In response to pathogens, naïve CD4⁺ T cells differentiate into effector Th1 and Th2 cells. The development of an inappropriate response can lead to ineffective immunity and may lead to pathological consequences. The balance of Th1 and Th2 responses is critical for the generation of physiologically appropriate immune responses and alterations of this balance are associated with several immune disorders, such as diabetes, leishmaniasis, arthritis and experimental encephalomyelitis. A large number of studies are currently focused on the identification of intracellular signals and transcription factors specific for either Th1 or Th2 cells (Rincón and Flavell, 1997a). While several transcription factors have been described to be specifically active in one of these subsets (principally in Th2 cells), little is known about the regulation of the intracellular signals that lead to the activation of these factors in Th1 and Th2 cells. p38 MAP kinase can be activated by pro-inflammatory cytokines and is involved in the expression of specific cytokine genes. In this study, we have used three different experimental approaches (p38 MAP kinase specific inhibitors, dn p38 transgenic mice and constitutively-activated MKK6 transgenic mice) to show that the p38 MAP kinase pathway is critical for the development of Th1 responses.

Pyridinyl imidazole compounds were initially identified as powerful anti-arthritic drugs (Griswold et al., 1988; Lee et al., 1993; Reddy et al., 1994; Badger et al., 1996). These drugs also constitute the most specific inhibitors of p38 MAP kinases that have been identified to date (Lee et al., 1994). However, the anti-arthritic activity of these drugs has been exclusively associated with blocking the production of pro-inflammatory cytokines such as IL-1, IL-6 and TNF by macrophages (Lee et al., 1993; Reddy et al., 1994; Badger et al., 1996; Beyaert et al., 1996; Lee and Young, 1996). We have shown here, for the first time, that inhibition of IFN production by CD4⁺ Th1 cells is another mechanism by which the pyridinyl imidazole compounds could modify the course of arthritis. The blockade of Th1-cell activation was not due to an indirect effect of SB203580 on the APC, since no APC were present during the restimulation of Th1 cells. Furthermore, these results were corroborated by the inhibition of IFN production observed in the dn p38 transgenic mice where the transgene is expressed only in T cells (distal lck promoter) and wild-type APC were used. The description of the role of these drugs in the Th1/Th2 balance is essential due to their potential therapeutic use in the treatment of arthritis. Although the contribution of Th1/Th2 responses in arthritis is not fully established, a predominant Th1 response has been found in several animal models of arthritis, such as collagen-induced and Lyme arthritis, but the implication of a Th1 response is less clear in human rheumatoid arthritis.

Little is known about the role of p38 MAP kinase in T cells. p38 MAP kinase is constitutively activated in immature thymocytes (Sen et al., 1996), suggesting a role for this pathway in thymic development. We could not find significant alterations in the distribution of thymic subpopulations in dn p38 or MKK6(Glu) transgenic mice at the age that experiments were performed (6–12 weeks). Further experiments are required to determined whether p38 MAP kinase is involved in positive or negative selection of immature thymocytes.

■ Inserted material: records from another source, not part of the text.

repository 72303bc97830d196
use async_trait::async_trait;

use crate::client::{ApiClient, ApiRequest};
use crate::config::AuthConfig;
use crate::error::{SuiteError, SuiteResult};
use crate::requests::v1::auth::LoginRequest;

/// Who to log in as
#[derive(Clone, Debug, PartialEq, Eq)]
pub struct Credentials {
    pub username: String,
    pub password: String,
    pub remember_user: bool,
}

impl Credentials {
    /// Seed users share one password, taken from configuration
    pub fn for_user(username: impl Into<String>, config: &AuthConfig) -> Self {
        Self {
            username: username.into(),
            password: config.password.clone(),
            remember_user: config.remember_user,
        }
    }
}

/// Establishes a session on a client before authenticated scenarios run
///
/// The scenarios never look inside the session; whatever the implementation
/// stores on the client is replayed by it.
#[async_trait(?Send)]
pub trait Authenticator {
    async fn login(&self, client: &mut ApiClient, credentials: &Credentials) -> SuiteResult<()>;
}

/// Logs in through the service's own login endpoint
#[derive(Clone, Debug)]
pub struct ApiLogin {
    path: String,
}

impl ApiLogin {
    pub fn new(config: &AuthConfig) -> Self {
        Self {
            path: config.login_path.clone(),
        }
    }
}

#[async_trait(?Send)]
impl Authenticator for ApiLogin {
    #[tracing::instrument(skip_all, fields(username = %credentials.username))]
    async fn login(&self, client: &mut ApiClient, credentials: &Credentials) -> SuiteResult<()> {
        let payload = LoginRequest::new(
            credentials.username.as_str(),
            credentials.password.as_str(),
            credentials.remember_user,
        );
        let request = ApiRequest::post(self.path.as_str())
            .json(&payload)?
            .fail_on_status_code(false);

        let response = client.send(request).await?;

        if !response.status.is_success() {
            tracing::error!(status = response.status.as_u16(), "Login rejected");

            return Err(SuiteError::Login {
                username: credentials.username.clone(),
                status: response.status,
            });
        }

        if !client.has_session() {
            tracing::warn!("Login succeeded but the service set no cookie");
        }

        tracing::debug!("Logged in");

        Ok(())
    }
}
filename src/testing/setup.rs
use std::path::PathBuf;

use crate::config::AuthConfig;
use crate::error::SuiteResult;
use crate::fixtures::Fixtures;

use super::instance::StubServer;

/// Path of the seed dataset shipped with the crate
pub fn fixtures_path() -> PathBuf {
    PathBuf::from(env!("CARGO_MANIFEST_DIR")).join("data/database.json")
}

/// The shipped seed dataset
///
/// # Panics
/// Panics if the dataset is missing or malformed. Tests should fail fast if
/// setup is broken.
pub async fn fixtures() -> Fixtures {
    Fixtures::load(fixtures_path())
        .await
        .expect("Failed to load bundled fixtures")
}

/// Stub service seeded with the shipped dataset, accepting the default password
///
/// # Panics
/// Panics if the server cannot bind a local port.
pub async fn stub() -> (StubServer, Fixtures) {
    let fixtures = fixtures().await;
    let stub = StubServer::start(&fixtures, &AuthConfig::default().password)
        .await
        .expect("Failed to start stub user service");

    (stub, fixtures)
}

/// Fixture targets of the shipped dataset
pub async fn targets() -> SuiteResult<crate::fixtures::Targets> {
    fixtures().await.targets()
}
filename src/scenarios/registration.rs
use awc::http::StatusCode;
use serde_json::json;

use super::{ScenarioContext, USERS_PATH};
use crate::assertions;
use crate::client::ApiRequest;
use crate::error::SuiteResult;
use crate::responses::v1::error::ValidationErrorResponse;

pub async fn register_user(ctx: &mut ScenarioContext<'_>) -> SuiteResult<()> {
    let payload = ctx.faker.registration();

    tracing::debug!(username = %payload.username, "Registering synthetic user");

    let request = ApiRequest::post(USERS_PATH).json(&payload)?;
    let response = ctx.client.send(request).await?;

    assertions::status(&response, StatusCode::CREATED)
}

/// A body made only of an unknown field fails validation exactly once
pub async fn register_invalid_key(ctx: &mut ScenarioContext<'_>) -> SuiteResult<()> {
    let request = ApiRequest::post(USERS_PATH)
        .body(json!({ "invalidKey": "Invalid" }))
        .fail_on_status_code(false);
    let response = ctx.client.send(request).await?;

    assertions::status(&response, StatusCode::UNPROCESSABLE_ENTITY)?;

    let body: ValidationErrorResponse = response.json()?;

    assertions::len_eq(&body.errors, "errors", 1)
}
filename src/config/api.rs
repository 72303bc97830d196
use std::time::Duration;

use serde::{Deserialize, Serialize};

use super::{ConfigError, Validate, WithDefaults};

/// Service under test
#[derive(Debug, Clone, Serialize, Deserialize)]
pub struct ApiConfig {
    /// Base URL every request path is appended to
    #[serde(default = "default_base_url")]
    pub base_url: String,
    /// Per-request timeout in seconds
    #[serde(default = "default_timeout_secs")]
    pub timeout_secs: u64,
    /// Largest response body the client will buffer
    #[serde(default = "default_max_body_bytes")]
    pub max_body_bytes: usize,
}

impl ApiConfig {
    pub fn timeout(&self) -> Duration {
        Duration::from_secs(self.timeout_secs)
    }

    /// Base URL without trailing slashes
    pub fn base(&self) -> &str {
        self.base_url.trim_end_matches('/')
    }
}

fn default_base_url() -> String {
    "http://localhost:3001".to_string()
}

fn default_timeout_secs() -> u64 {
    30
}

fn default_max_body_bytes() -> usize {
    2 * 1024 * 1024 // 2 MB
}

impl Default for ApiConfig {
    fn default() -> Self {
        Self {
            base_url: default_base_url(),
            timeout_secs: default_timeout_secs(),
            max_body_bytes: default_max_body_bytes(),
        }
    }
}

impl Validate for ApiConfig {
    fn validate(&self) -> Result<(), ConfigError> {
        if self.base_url.is_empty() {
            return Err(ConfigError::ValidationError("api.base_url cannot be empty".to_string()));
        }
        if !self.base_url.starts_with("http://") && !self.base_url.starts_with("https://") {
            return Err(ConfigError::ValidationError(format!(
                "api.base_url must start with http:// or https://, got {}",
                self.base_url
            )));
        }
        if self.timeout_secs == 0 {
            return Err(ConfigError::ValidationError("api.timeout_secs must be > 0".to_string()));
        }
        if self.max_body_bytes == 0 {
            return Err(ConfigError::ValidationError(
                "api.max_body_bytes must be > 0".to_string(),
            ));
        }
        Ok(())
    }
}

impl WithDefaults for ApiConfig {
    fn with_defaults() -> Self {
        Self::default()
    }
}
//! In-process stub of the user service
//!
//! Used by this crate's own tests to exercise the client, the scenarios and
//! the runner without a live service. The stub follows the same contract the
//! scenarios assert on and can be told to misbehave per route.

pub mod instance;
pub mod routes;
pub mod setup;
pub mod stub;

pub use instance::StubServer;
pub use stub::{RecordedRequest, SESSION_COOKIE, StubState};
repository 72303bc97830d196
use serde::{Deserialize, Serialize};

use super::{ConfigError, Validate, WithDefaults};

/// Scenario selection
#[derive(Debug, Clone, Default, Serialize, Deserialize)]
pub struct RunnerConfig {
    /// Only run scenarios whose "group name" contains this text (case-insensitive)
    #[serde(default)]
    pub filter: Option<String>,
    /// Stop at the first failing scenario
    #[serde(default)]
    pub fail_fast: bool,
}

impl Validate for RunnerConfig {
    fn validate(&self) -> Result<(), ConfigError> {
        if let Some(filter) = &self.filter
            && filter.trim().is_empty()
        {
            return Err(ConfigError::ValidationError(
                "runner.filter cannot be blank when set".to_string(),
            ));
        }
        Ok(())
    }
}

impl WithDefaults for RunnerConfig {
    fn with_defaults() -> Self {
        Self::default()
    }
}
use chrono::{DateTime, Utc};
use serde::{Deserialize, Serialize};
use uuid::Uuid;

/// Who can see a user's transactions
#[derive(Clone, Copy, Debug, Default, PartialEq, Eq, Serialize, Deserialize)]
#[serde(rename_all = "lowercase")]
pub enum PrivacyLevel {
    #[default]
    Public,
    Private,
    Contacts,
}

/// A user as stored by the service and as found in the seed dataset
#[derive(Clone, Debug, PartialEq, Serialize, Deserialize)]
#[serde(rename_all = "camelCase")]
pub struct User {
    pub id: String,
    pub uuid: Uuid,
    pub first_name: String,
    pub last_name: String,
    pub username: String,
    /// Password hash; only present in seed data, never in responses
    #[serde(default, skip_serializing_if = "Option::is_none")]
    pub password: Option<String>,
    #[serde(default)]
    pub email: String,
    #[serde(default)]
    pub phone_number: String,
    #[serde(default)]
    pub avatar: String,
    #[serde(default)]
    pub default_privacy_level: PrivacyLevel,
    #[serde(default)]
    pub balance: i64,
    pub created_at: DateTime<Utc>,
    pub modified_at: DateTime<Utc>,
}

impl User {
    /// Copy of the user safe to send back to clients
    pub fn public(&self) -> Self {
        Self {
            password: None,
            ..self.clone()
        }
    }

    /// Search semantics of `GET /users/search`: case-insensitive match on
    /// email, phone number or username
    pub fn matches(&self, query: &str) -> bool {
        let query = query.trim().to_lowercase();

        if query.is_empty() {
            return false;
        }

        [&self.email, &self.phone_number, &self.username]
            .iter()
            .any(|field| field.to_lowercase().contains(&query))
    }
}

/// Fields visible on a public profile
#[derive(Clone, Debug, PartialEq, Eq, Serialize, Deserialize)]
#[serde(rename_all = "camelCase")]
pub struct Profile {
    pub first_name: String,
    pub last_name: String,
    pub avatar: String,
}

impl From<&User> for Profile {
    fn from(user: &User) -> Self {
        Self {
            first_name: user.first_name.clone(),
            last_name: user.last_name.clone(),
            avatar: user.avatar.clone(),
        }
    }
}
use serde::{Deserialize, Serialize};

use super::{ConfigError, Validate, WithDefaults};

/// Login collaborator configuration
#[derive(Debug, Clone, Serialize, Deserialize)]
pub struct AuthConfig {
    /// Path of the login endpoint, relative to the API base URL
    #[serde(default = "default_login_path")]
    pub login_path: String,
    /// Password shared by every seed user
    #[serde(default = "default_password")]
    pub password: String,
    /// Ask the service for a long-lived session
    #[serde(default)]
    pub remember_user: bool,
}

fn default_login_path() -> String {
    "/login".to_string()
}

fn default_password() -> String {
    "s3cret".to_string()
}

impl Default for AuthConfig {
    fn default() -> Self {
        Self {
            login_path: default_login_path(),
            password: default_password(),
            remember_user: false,
        }
    }
}

impl Validate for AuthConfig {
    fn validate(&self) -> Result<(), ConfigError> {
        if !self.login_path.starts_with('/') {
            return Err(ConfigError::ValidationError(
                "auth.login_path must start with '/'".to_string(),
            ));
        }
        if self.password.is_empty() {
            return Err(ConfigError::ValidationError("auth.password cannot be empty".to_string()));
        }
        Ok(())
    }
}

impl WithDefaults for AuthConfig {
    fn with_defaults() -> Self {
        Self::default()
    }
}
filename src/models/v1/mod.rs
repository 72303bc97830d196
pub mod user;
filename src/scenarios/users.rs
use awc::http::StatusCode;

use super::{INVALID_USER_ID, ScenarioContext, USERS_PATH, user_path};
use crate::assertions;
use crate::client::ApiRequest;
use crate::error::SuiteResult;
use crate::requests::v1::user::UpdateUserRequest;
use crate::responses::v1::user::{UserListResponse, UserResponse};

pub async fn list_users(ctx: &mut ScenarioContext<'_>) -> SuiteResult<()> {
    let response = ctx.client.send(ApiRequest::get(USERS_PATH)).await?;

    assertions::status(&response, StatusCode::OK)?;

    let results = assertions::array(&response.body, "body", "results")?;

    assertions::len_greater_than(results, "results", 1)
}

pub async fn get_user(ctx: &mut ScenarioContext<'_>) -> SuiteResult<()> {
    let path = user_path(&ctx.targets.user_id);
    let response = ctx.client.send(ApiRequest::get(path)).await?;

    assertions::status(&response, StatusCode::OK)?;

    let envelope: UserResponse = response.json()?;

    assertions::property(&envelope.user, "user", "firstName")?;

    Ok(())
}

pub async fn get_invalid_user(ctx: &mut ScenarioContext<'_>) -> SuiteResult<()> {
    let request = ApiRequest::get(user_path(INVALID_USER_ID)).fail_on_status_code(false);
    let response = ctx.client.send(request).await?;

    assertions::status(&response, StatusCode::UNPROCESSABLE_ENTITY)
}

pub async fn get_profile(ctx: &mut ScenarioContext<'_>) -> SuiteResult<()> {
    let path = format!(
        "{}/profile/{}",
        USERS_PATH,
        urlencoding::encode(&ctx.targets.search_username)
    );
    let response = ctx.client.send(ApiRequest::get(path)).await?;

    assertions::status(&response, StatusCode::OK)?;

    let envelope: UserResponse = response.json()?;

    assertions::property(&envelope.user, "user", "avatar")?;

    Ok(())
}

pub async fn search_by_email(ctx: &mut ScenarioContext<'_>) -> SuiteResult<()> {
    let query = ctx.targets.email.clone();

    search(ctx, &query, "email").await
}

pub async fn search_by_phone_number(ctx: &mut ScenarioContext<'_>) -> SuiteResult<()> {
    let query = ctx.targets.phone_number.clone();

    search(ctx, &query, "firstName").await
}

pub async fn search_by_username(ctx: &mut ScenarioContext<'_>) -> SuiteResult<()> {
    let query = ctx.targets.search_username.clone();

    search(ctx, &query, "firstName").await
}

pub async fn update_user(ctx: &mut ScenarioContext<'_>) -> SuiteResult<()> {
    let payload = UpdateUserRequest::first_name(ctx.faker.first_name());
    let request = ApiRequest::patch(user_path(&ctx.targets.update_user_id)).json(&payload)?;
    let response = ctx.client.send(request).await?;

    assertions::status(&response, StatusCode::NO_CONTENT)
}

/// `GET /users/search?q=<query>`; results must be non-empty and the first
/// one must carry `key`
async fn search(ctx: &mut ScenarioContext<'_>, query: &str, key: &str) -> SuiteResult<()> {
    let request = ApiRequest::get(format!("{}/search", USERS_PATH)).query("q", query);
    let response = ctx.client.send(request).await?;

    assertions::status(&response, StatusCode::OK)?;

    let list: UserListResponse = response.json()?;

    let first = assertions::first(&list.results, "results")?;

    assertions::property(first, "results[0]", key)?;

    Ok(())
}
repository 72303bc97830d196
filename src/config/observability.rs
use serde::{Deserialize, Serialize};

use super::{ConfigError, Validate, WithDefaults};

/// Log output format
#[derive(Debug, Clone, Copy, PartialEq, Eq, Serialize, Deserialize)]
#[serde(rename_all = "lowercase")]
pub enum LogFormat {
    /// Multi-line, human friendly
    Pretty,
    /// Single-line
    Compact,
    /// One JSON object per event
    Json,
}

/// Logging configuration
#[derive(Debug, Clone, Serialize, Deserialize)]
pub struct ObservabilityConfig {
    /// Default filter directive, overridden by RUST_LOG
    #[serde(default = "default_level")]
    pub level: String,
    #[serde(default = "default_format")]
    pub format: LogFormat,
}

fn default_level() -> String {
    "info".to_string()
}

fn default_format() -> LogFormat {
    LogFormat::Compact
}

impl Default for ObservabilityConfig {
    fn default() -> Self {
        Self {
            level: default_level(),
            format: default_format(),
        }
    }
}

impl Validate for ObservabilityConfig {
    fn validate(&self) -> Result<(), ConfigError> {
        if self.level.trim().is_empty() {
            return Err(ConfigError::ValidationError(
                "observability.level cannot be empty".to_string(),
            ));
        }
        Ok(())
    }
}

impl WithDefaults for ObservabilityConfig {
    fn with_defaults() -> Self {
        Self::default()
    }
}
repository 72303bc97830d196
//! Each scenario against a conforming stub, then against one that breaks the
//! contract the scenario checks

use actix_web::http::{Method, StatusCode};
use serde_json::{Value, json};
use users_api_suite::testing::{StubServer, setup};
use users_api_suite::{Faker, Fixtures, Runner, Scenario, ScenarioOutcome};

async fn run(stub: &StubServer, fixtures: &Fixtures, scenario: Scenario) -> ScenarioOutcome {
    let runner = Runner::new(stub.config(), fixtures).expect("Fixtures should yield targets");

    runner.run_one(scenario, &mut Faker::seeded(11)).await
}

async fn assert_fails_with(
    scenario: Scenario,
    method: Method,
    route: &str,
    status: StatusCode,
    body: Value,
) {
    let (stub, fixtures) = setup::stub().await;
    stub.state().override_response(method, route, status, body);

    let outcome = run(&stub, &fixtures, scenario).await;

    assert!(!outcome.passed(), "{scenario} should fail against a broken service");
}

// =============================================================================
// CONFORMING SERVICE
// =============================================================================

#[actix_web::test]
async fn test_every_scenario_passes_against_conforming_service() {
    let (stub, fixtures) = setup::stub().await;

    for scenario in Scenario::all() {
        let outcome = run(&stub, &fixtures, *scenario).await;

        assert!(
            outcome.passed(),
            "{scenario} failed: {:?}",
            outcome.error.map(|e| e.to_string())
        );
    }
}

#[actix_web::test]
async fn test_update_user_changes_target_first_name() {
    let (stub, fixtures) = setup::stub().await;
    let targets = fixtures.targets().unwrap();
    let before = stub.state().user(&targets.update_user_id).unwrap();

    let outcome = run(&stub, &fixtures, Scenario::UpdateUser).await;
    assert!(outcome.passed());

    let after = stub.state().user(&targets.update_user_id).unwrap();
    assert!(after.modified_at > before.modified_at);
    assert_eq!(after.last_name, before.last_name);
}

#[actix_web::test]
async fn test_register_user_creates_a_user() {
    let (stub, fixtures) = setup::stub().await;
    let count = stub.state().user_count();

    let outcome = run(&stub, &fixtures, Scenario::RegisterUser).await;
    assert!(outcome.passed());

    assert_eq!(stub.state().user_count(), count + 1);

    let expected = Faker::seeded(11).registration();
    assert!(stub.state().find_by_username(&expected.username).is_some());
}

#[actix_web::test]
async fn test_register_invalid_key_does_not_create_a_user() {
    let (stub, fixtures) = setup::stub().await;
    let count = stub.state().user_count();

    let outcome = run(&stub, &fixtures, Scenario::RegisterInvalidKey).await;
    assert!(outcome.passed());

    assert_eq!(stub.state().user_count(), count);
}

#[actix_web::test]
async fn test_search_sends_fixture_values() {
    let (stub, fixtures) = setup::stub().await;

    run(&stub, &fixtures, Scenario::SearchByPhoneNumber).await;

    let query = stub
        .state()
        .requests()
        .into_iter()
        .find(|request| request.path == "/users/search")
        .map(|request| request.query)
        .expect("Search should have been sent");

    assert_eq!(query, format!("q={}", fixtures.users[1].phone_number));
}

// =============================================================================
// BROKEN SERVICE
// =============================================================================

#[actix_web::test]
async fn test_list_users_fails_with_single_result() {
    assert_fails_with(
        Scenario::ListUsers,
        Method::GET,
        "/users",
        StatusCode::OK,
        json!({ "results": [{ "firstName": "Edgar" }] }),
    )
    .await;
}

#[actix_web::test]
async fn test_get_user_fails_without_first_name() {
    assert_fails_with(
        Scenario::GetUser,
        Method::GET,
        "/users/{id}",
        StatusCode::OK,
        json!({ "user": { "lastName": "Johns" } }),
    )
    .await;
}

#[actix_web::test]
async fn test_get_invalid_user_fails_on_not_found() {
    assert_fails_with(
        Scenario::GetInvalidUser,
        Method::GET,
        "/users/{id}",
        StatusCode::NOT_FOUND,
        json!({ "error": "User not found" }),
    )
    .await;
}

#[actix_web::test]
async fn test_get_profile_fails_without_avatar() {
    assert_fails_with(
        Scenario::GetProfile,
        Method::GET,
        "/users/profile/{username}",
        StatusCode::OK,
        json!({ "user": { "firstName": "Arely" } }),
    )
    .await;
}

#[actix_web::test]
async fn test_search_by_email_fails_on_empty_results() {
    assert_fails_with(
        Scenario::SearchByEmail,
        Method::GET,
        "/users/search",
        StatusCode::OK,
        json!({ "results": [] }),
    )
    .await;
}

#[actix_web::test]
async fn test_search_by_phone_number_fails_without_first_name() {
    assert_fails_with(
        Scenario::SearchByPhoneNumber,
        Method::GET,
        "/users/search",
        StatusCode::OK,
        json!({ "results": [{ "email": "Aniya_Powlowski36@hotmail.com" }] }),
    )
    .await;
}

#[actix_web::test]
async fn test_update_user_fails_on_ok_instead_of_no_content() {
    assert_fails_with(
        Scenario::UpdateUser,
        Method::PATCH,
        "/users/{id}",
        StatusCode::OK,
        json!({}),
    )
    .await;
}

#[actix_web::test]
async fn test_register_user_fails_on_ok_instead_of_created() {
    assert_fails_with(
        Scenario::RegisterUser,
        Method::POST,
        "/users",
        StatusCode::OK,
        json!({ "user": {} }),
    )
    .await;
}

#[actix_web::test]
async fn test_register_invalid_key_fails_on_two_errors() {
    assert_fails_with(
        Scenario::RegisterInvalidKey,
        Method::POST,
        "/users",
        StatusCode::UNPROCESSABLE_ENTITY,
        json!({ "errors": [{ "msg": "a" }, { "msg": "b" }] }),
    )
    .await;
}

#[actix_web::test]
async fn test_unauthenticated_list_fails_without_error_field() {
    assert_fails_with(
        Scenario::ListUsersUnauthenticated,
        Method::GET,
        "/users",
        StatusCode::UNAUTHORIZED,
        json!({ "message": "nope" }),
    )
    .await;
}

#[actix_web::test]
async fn test_failure_is_reported_as_assertion() {
    let (stub, fixtures) = setup::stub().await;
    stub.state().override_response(
        Method::GET,
        "/users",
        StatusCode::OK,
        json!({ "results": [] }),
    );

    let outcome = run(&stub, &fixtures, Scenario::ListUsers).await;
    let error = outcome.error.expect("Scenario should fail");

    assert!(error.is_assertion());
    assert!(error.to_string().contains("more than 1"));
}
use anyhow::Context;
use users_api_suite::{Fixtures, Runner, config, logging};

#[actix::main]
async fn main() -> anyhow::Result<()> {
    let config = config::load().context("Failed to load configuration")?;

    logging::init(&config.observability).context("Failed to initialize logging")?;

    let fixtures = Fixtures::load(&config.fixtures.path).await?;
    let runner = Runner::new(config, &fixtures)?;
    let report = runner.run().await;

    for failure in report.failures() {
        if let Some(error) = &failure.error {
            tracing::error!(scenario = %failure.scenario, "{error}");
        }
    }

    tracing::info!(
        passed = report.passed(),
        failed = report.failed(),
        "Finished {}",
        report.name
    );

    if !report.is_success() {
        anyhow::bail!("{report}");
    }

    Ok(())
}
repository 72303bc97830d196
use std::path::PathBuf;

use awc::http::{Method, StatusCode};

use crate::config::ConfigError;

/// Everything that can go wrong while preparing or running the suite
#[derive(Debug, thiserror::Error)]
pub enum SuiteError {
    #[error(transparent)]
    Config(#[from] ConfigError),

    #[error("failed to read fixtures from {path}: {source}")]
    FixtureRead {
        path: PathBuf,
        #[source]
        source: std::io::Error,
    },

    #[error("failed to parse fixtures from {path}: {source}")]
    FixtureParse {
        path: PathBuf,
        #[source]
        source: serde_json::Error,
    },

    #[error("fixtures must contain at least {required} users, found {found}")]
    MissingSeedUser { required: usize, found: usize },

    #[error("invalid url {url}: {message}")]
    InvalidUrl { url: String, message: String },

    #[error("{method} {url} failed: {message}")]
    Request {
        method: Method,
        url: String,
        message: String,
    },

    #[error("{method} {url} returned an unreadable body: {message}")]
    Payload {
        method: Method,
        url: String,
        message: String,
    },

    #[error("{method} {url} failed on status code {status}: {body}")]
    UnexpectedStatus {
        method: Method,
        url: String,
        status: StatusCode,
        body: String,
    },

    #[error("login as {username} failed with status {status}")]
    Login { username: String, status: StatusCode },

    #[error(transparent)]
    Json(#[from] serde_json::Error),

    #[error("assertion failed: {0}")]
    Assertion(String),
}

impl SuiteError {
    pub fn assertion(message: impl Into<String>) -> Self {
        Self::Assertion(message.into())
    }

    /// True when the failure came from an expectation rather than from the transport
    pub fn is_assertion(&self) -> bool {
        matches!(self, Self::Assertion(_))
    }
}

pub type SuiteResult<T> = Result<T, SuiteError>;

Activation of p38 MAP kinase has been associated with the induction of apoptosis in neuronal cells (Xia et al., 1995; Kawasaki et al., 1997; Kummer et al., 1997). Expression of activated MKK3 in PC12 cells (Xia et al., 1995) or activated MKK6 in Jurkat T cells (Huang et al., 1997) causes increased apoptosis. Conversely, dn MKK3 (Xia et al., 1995) or dn MKK6 (Huang et al., 1997) can inhibit apoptosis. These data strongly support the hypothesis that the p38 MAP kinase pathway contributes to apoptotic responses. Nevertheless, p38 MAP kinase does not appear to be universally required for apoptosis. Thus, it has been shown that p38 MAP kinase activation by Fas in Jurkat T cells is dependent on the activation of caspase proteases (Juo et al., 1997), suggesting a role of p38 MAP kinase downstream of apoptotic events. Similarly, p38 MAP kinase is not required for TNF-induced apoptosis of murine L cells, although this pathway is required for TNF-induced IL-6 gene expression (Beyaert et al., 1996). Furthermore, it is possible that some of the apoptotic effects of p38 MAP kinase activators (e.g. MKK6) are not mediated by p38 MAP kinase (Huang et al., 1997). In our analysis of Th1 cells, we observed increased apoptosis during the differentiation of Th1 cells from MKK6(Glu) transgenic mice compared with wild-type mice, but no significant cell viability differences were detected between Th1 cells from wild-type and dn p38 transgenic mice (data not shown). These data do not support a major role for the p38 MAP kinase pathway in the apoptosis of Th1 cells under the conditions of our experiments. However, our study does implicate the p38 MAP kinase pathway in the regulation of IFN production by Th1 cells.

In addition to the activation of p38 MAP kinase by pro-inflammatory cytokines (IL-1 and TNF) and physical–chemical stresses, several growth factors can also stimulate p38 MAP kinase pathway. Hematopoietic growth factors including IL-2, IL-3, IL-7, GM-CSF and Steel locus factor (SLF) induce p38 MAP kinase activity (Crawley et al., 1997; Foltz et al., 1997). Furthermore, IL-2 -stimulated proliferation is inhibited by SB203580 (Crawley et al., 1997). In contrast, IL-4 does not affect p38 MAP kinase activity (Foltz et al., 1997). The potential role of p38 MAP kinase in the IL-12 pathway has not yet been addressed. Our data show no significant effect of the dn p38 transgene on T-cell proliferation. The drug SB203580 did not affect cell recovery during the activation of Th1 and Th2 cells; however, SB203580 did cause partial inhibition of CD4⁺ T-cell proliferation during differentiation to Th1 and Th2 cells, but it is unclear whether this was a direct effect on the T cells or whether it was indirectly mediated by an effect of SB203580 on the APC.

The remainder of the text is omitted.